═════ Material for this task ═════

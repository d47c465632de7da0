//! List projection of purchase transactions.

use chrono::NaiveDate;
use serde::Serialize;

use super::{Price, PurchaseTransactionId, StoreId};

/// Read-only summary of a purchase transaction for list views.
///
/// Carries no line item detail and cannot be turned back into an aggregate.
#[derive(Debug, Clone, PartialEq, Eq, Serialize)]
pub struct PurchaseTransactionStripped {
    pub id: PurchaseTransactionId,
    pub purchase_date: NaiveDate,
    pub store_id: Option<StoreId>,
    pub store_name: Option<String>,
    pub line_item_count: usize,
    pub total_price: Price,
}
//! Storage adapters for the purchase transaction repository.
//!
//! [`InMemoryUnitOfWork`] keeps everything in process memory and is meant for
//! tests and local runs. [`PostgresUnitOfWork`] maps each scope onto one
//! PostgreSQL transaction.

pub mod error;
pub mod memory;
pub mod postgres;

pub use error::StorageError;
pub use memory::{InMemoryScope, InMemoryUnitOfWork};
pub use postgres::{PostgresScope, PostgresUnitOfWork};
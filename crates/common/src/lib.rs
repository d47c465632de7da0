//! Identifier primitives shared across the purchase tracking crates.

mod id;

pub use id::new_sequential_id;
pub use uuid::{self, Uuid};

═════

### Your objective
Give the data again exactly, line for line.

### Output of the task
repository d47c465632de7da0
//! List projection of purchase transactions.

use chrono::NaiveDate;
use serde::Serialize;

use super::{Price, PurchaseTransactionId, StoreId};

/// Read-only summary of a purchase transaction for list views.
///
/// Carries no line item detail and cannot be turned back into an aggregate.
#[derive(Debug, Clone, PartialEq, Eq, Serialize)]
pub struct PurchaseTransactionStripped {
    pub id: PurchaseTransactionId,
    pub purchase_date: NaiveDate,
    pub store_id: Option<StoreId>,
    pub store_name: Option<String>,
    pub line_item_count: usize,
    pub total_price: Price,
}
//! Storage adapters for the purchase transaction repository.
//!
//! [`InMemoryUnitOfWork`] keeps everything in process memory and is meant for
//! tests and local runs. [`PostgresUnitOfWork`] maps each scope onto one
//! PostgreSQL transaction.

pub mod error;
pub mod memory;
pub mod postgres;

pub use error::StorageError;
pub use memory::{InMemoryScope, InMemoryUnitOfWork};
pub use postgres::{PostgresScope, PostgresUnitOfWork};
filename crates/common/src/lib.rs
repository d47c465632de7da0
//! Identifier primitives shared across the purchase tracking crates.

mod id;

pub use id::new_sequential_id;
pub use uuid::{self, Uuid};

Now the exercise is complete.